▶ THE INPUT
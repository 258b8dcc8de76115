//! Opcode catalog
//!
//! Closed enumeration of the 45 supported mnemonics with their field
//! encodings (primary opcode, function code, REGIMM rt sub-code) and
//! syntactic category. Values are the standard MIPS32 field encodings;
//! self-consistency (injective function-code and REGIMM-rt tables) is
//! checked by unit tests below rather than at runtime, since the tables
//! are `const` data baked in at compile time.

/// One of the 45 supported mnemonics.
#[derive(Debug, Clone, Copy, PartialEq, Eq, Hash)]
pub enum Mnemonic {
    Add,
    Addi,
    Addiu,
    Addu,
    And,
    Andi,
    Beq,
    Bgez,
    Bgezal,
    Bgtz,
    Blez,
    Bltz,
    Bltzal,
    Bne,
    Div,
    Divu,
    J,
    Jal,
    Jr,
    Lb,
    Lui,
    Lw,
    Mfhi,
    Mflo,
    Mult,
    Multu,
    Noop,
    Or,
    Ori,
    Sb,
    Sll,
    Sllv,
    Slt,
    Slti,
    Sltiu,
    Sltu,
    Sra,
    Srl,
    Srlv,
    Sub,
    Subu,
    Sw,
    Syscall,
    Xor,
    Xori,
}

/// The operand-shape group a mnemonic belongs to.
#[derive(Debug, Clone, Copy, PartialEq, Eq)]
pub enum Category {
    /// No operands: NOOP, SYSCALL
    C0,
    /// `op rd, rs, rt`
    C1,
    /// `op rd, rt, rs`
    C2,
    /// `op rd, rt, shamt`
    C3,
    /// `op rt, rs, imm`
    C4,
    /// `op rt, offset(rs)`
    C5,
    /// `op rs`
    C6,
    /// `op target`
    C7,
    /// `op rs, rt`
    C8,
    /// `op rd`
    C9,
    /// `op rt, imm`
    C10,
    /// `op rs, offset`
    C11,
    /// `op rs, rt, offset`
    C12,
}

use Mnemonic::*;

/// All 45 mnemonics, used for exhaustive self-consistency checks.
pub const ALL: [Mnemonic; 45] = [
    Add, Addi, Addiu, Addu, And, Andi, Beq, Bgez, Bgezal, Bgtz, Blez, Bltz, Bltzal, Bne, Div,
    Divu, J, Jal, Jr, Lb, Lui, Lw, Mfhi, Mflo, Mult, Multu, Noop, Or, Ori, Sb, Sll, Sllv, Slt,
    Slti, Sltiu, Sltu, Sra, Srl, Srlv, Sub, Subu, Sw, Syscall, Xor, Xori,
];

impl Mnemonic {
    /// The mnemonic's lowercase textual name, as it appears in source.
    pub fn name(self) -> &'static str {
        match self {
            Add => "add",
            Addi => "addi",
            Addiu => "addiu",
            Addu => "addu",
            And => "and",
            Andi => "andi",
            Beq => "beq",
            Bgez => "bgez",
            Bgezal => "bgezal",
            Bgtz => "bgtz",
            Blez => "blez",
            Bltz => "bltz",
            Bltzal => "bltzal",
            Bne => "bne",
            Div => "div",
            Divu => "divu",
            J => "j",
            Jal => "jal",
            Jr => "jr",
            Lb => "lb",
            Lui => "lui",
            Lw => "lw",
            Mfhi => "mfhi",
            Mflo => "mflo",
            Mult => "mult",
            Multu => "multu",
            Noop => "noop",
            Or => "or",
            Ori => "ori",
            Sb => "sb",
            Sll => "sll",
            Sllv => "sllv",
            Slt => "slt",
            Slti => "slti",
            Sltiu => "sltiu",
            Sltu => "sltu",
            Sra => "sra",
            Srl => "srl",
            Srlv => "srlv",
            Sub => "sub",
            Subu => "subu",
            Sw => "sw",
            Syscall => "syscall",
            Xor => "xor",
            Xori => "xori",
        }
    }

    /// Look up a mnemonic from its textual name.
    pub fn from_name(name: &str) -> Option<Mnemonic> {
        ALL.iter().find(|m| m.name() == name).copied()
    }

    pub fn category(self) -> Category {
        match self {
            Noop | Syscall => Category::C0,
            Add | Addu | And | Or | Slt | Sltu | Sub | Subu | Xor => Category::C1,
            Sllv | Srlv => Category::C2,
            Sll | Sra | Srl => Category::C3,
            Addi | Addiu | Andi | Ori | Slti | Sltiu | Xori => Category::C4,
            Lb | Lw | Sb | Sw => Category::C5,
            Jr => Category::C6,
            J | Jal => Category::C7,
            Div | Divu | Mult | Multu => Category::C8,
            Mfhi | Mflo => Category::C9,
            Lui => Category::C10,
            Bgez | Bgezal | Bgtz | Blez | Bltz | Bltzal => Category::C11,
            Beq | Bne => Category::C12,
        }
    }

    /// The 6-bit primary opcode field.
    pub fn opcode6(self) -> u8 {
        match self {
            Add | Addu | And | Div | Divu | Jr | Mfhi | Mflo | Mult | Multu | Noop | Or | Sll
            | Sllv | Slt | Sltu | Sra | Srl | Srlv | Sub | Subu | Syscall | Xor => 0b000000,
            Bgez | Bgezal | Bltz | Bltzal => 0b000001,
            J => 0b000010,
            Jal => 0b000011,
            Beq => 0b000100,
            Bne => 0b000101,
            Blez => 0b000110,
            Bgtz => 0b000111,
            Addi => 0b001000,
            Addiu => 0b001001,
            Slti => 0b001010,
            Sltiu => 0b001011,
            Andi => 0b001100,
            Ori => 0b001101,
            Xori => 0b001110,
            Lui => 0b001111,
            Lb => 0b100000,
            Lw => 0b100011,
            Sb => 0b101000,
            Sw => 0b101011,
        }
    }

    /// The 6-bit function field, for mnemonics whose primary opcode is
    /// 0 (excluding NOOP, which is decoded/encoded as the all-zero word
    /// before the function-code table is ever consulted).
    pub fn funct6(self) -> Option<u8> {
        match self {
            Sll => Some(0x00),
            Srl => Some(0x02),
            Sra => Some(0x03),
            Sllv => Some(0x04),
            Srlv => Some(0x06),
            Jr => Some(0x08),
            Syscall => Some(0x0c),
            Mfhi => Some(0x10),
            Mflo => Some(0x12),
            Mult => Some(0x18),
            Multu => Some(0x19),
            Div => Some(0x1a),
            Divu => Some(0x1b),
            Add => Some(0x20),
            Addu => Some(0x21),
            Sub => Some(0x22),
            Subu => Some(0x23),
            And => Some(0x24),
            Or => Some(0x25),
            Xor => Some(0x26),
            Slt => Some(0x2a),
            Sltu => Some(0x2b),
            _ => None,
        }
    }

    /// The 5-bit rt sub-code, for the REGIMM mnemonics (primary opcode
    /// 1).
    pub fn regimm_rt5(self) -> Option<u8> {
        match self {
            Bltz => Some(0b00000),
            Bgez => Some(0b00001),
            Bltzal => Some(0b10000),
            Bgezal => Some(0b10001),
            _ => None,
        }
    }
}

/// Inverse lookup: primary opcode -> mnemonic, valid only when the
/// opcode alone determines the mnemonic (i.e. not opcode 0 or 1, which
/// require the function code or REGIMM rt sub-code respectively).
pub fn from_opcode6(opcode: u8) -> Option<Mnemonic> {
    match opcode {
        0b000010 => Some(J),
        0b000011 => Some(Jal),
        0b000100 => Some(Beq),
        0b000101 => Some(Bne),
        0b000110 => Some(Blez),
        0b000111 => Some(Bgtz),
        0b001000 => Some(Addi),
        0b001001 => Some(Addiu),
        0b001010 => Some(Slti),
        0b001011 => Some(Sltiu),
        0b001100 => Some(Andi),
        0b001101 => Some(Ori),
        0b001110 => Some(Xori),
        0b001111 => Some(Lui),
        0b100000 => Some(Lb),
        0b100011 => Some(Lw),
        0b101000 => Some(Sb),
        0b101011 => Some(Sw),
        _ => None,
    }
}

/// Inverse lookup: function code -> mnemonic, valid when the primary
/// opcode is 0.
pub fn from_funct6(funct: u8) -> Option<Mnemonic> {
    match funct {
        0x00 => Some(Sll),
        0x02 => Some(Srl),
        0x03 => Some(Sra),
        0x04 => Some(Sllv),
        0x06 => Some(Srlv),
        0x08 => Some(Jr),
        0x0c => Some(Syscall),
        0x10 => Some(Mfhi),
        0x12 => Some(Mflo),
        0x18 => Some(Mult),
        0x19 => Some(Multu),
        0x1a => Some(Div),
        0x1b => Some(Divu),
        0x20 => Some(Add),
        0x21 => Some(Addu),
        0x22 => Some(Sub),
        0x23 => Some(Subu),
        0x24 => Some(And),
        0x25 => Some(Or),
        0x26 => Some(Xor),
        0x2a => Some(Slt),
        0x2b => Some(Sltu),
        _ => None,
    }
}

/// Inverse lookup: REGIMM rt sub-code -> mnemonic, valid when the
/// primary opcode is 1.
pub fn from_regimm_rt5(rt: u8) -> Option<Mnemonic> {
    match rt {
        0b00000 => Some(Bltz),
        0b00001 => Some(Bgez),
        0b10000 => Some(Bltzal),
        0b10001 => Some(Bgezal),
        _ => None,
    }
}

#[cfg(test)]
mod tests {
    use super::*;
    use std::collections::HashSet;

    #[test]
    fn all_is_exhaustive_and_distinct() {
        let set: HashSet<_> = ALL.iter().collect();
        assert_eq!(set.len(), ALL.len());
        assert_eq!(ALL.len(), 45);
    }

    #[test]
    fn funct6_table_is_injective() {
        let codes: Vec<u8> = ALL.iter().filter_map(|m| m.funct6()).collect();
        let set: HashSet<_> = codes.iter().collect();
        assert_eq!(set.len(), codes.len());
    }

    #[test]
    fn regimm_rt5_table_is_injective() {
        let codes: Vec<u8> = ALL.iter().filter_map(|m| m.regimm_rt5()).collect();
        let set: HashSet<_> = codes.iter().collect();
        assert_eq!(set.len(), codes.len());
    }

    #[test]
    fn name_roundtrip() {
        for m in ALL {
            assert_eq!(Mnemonic::from_name(m.name()), Some(m));
        }
    }

    #[test]
    fn opcode_inverse_lookup_agrees() {
        for m in ALL {
            if m.opcode6() != 0 && m.opcode6() != 1 {
                assert_eq!(from_opcode6(m.opcode6()), Some(m));
            }
        }
    }

    #[test]
    fn funct_inverse_lookup_agrees() {
        for m in ALL {
            if let Some(funct) = m.funct6() {
                assert_eq!(from_funct6(funct), Some(m));
            }
        }
    }

    #[test]
    fn regimm_inverse_lookup_agrees() {
        for m in ALL {
            if let Some(rt) = m.regimm_rt5() {
                assert_eq!(from_regimm_rt5(rt), Some(m));
            }
        }
    }
}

▶ EXERCISE DESCRIPTION
Across the records above, how many lines hold the string "Xori"? The number alone will do.

▶ EXERCISE RESULT
6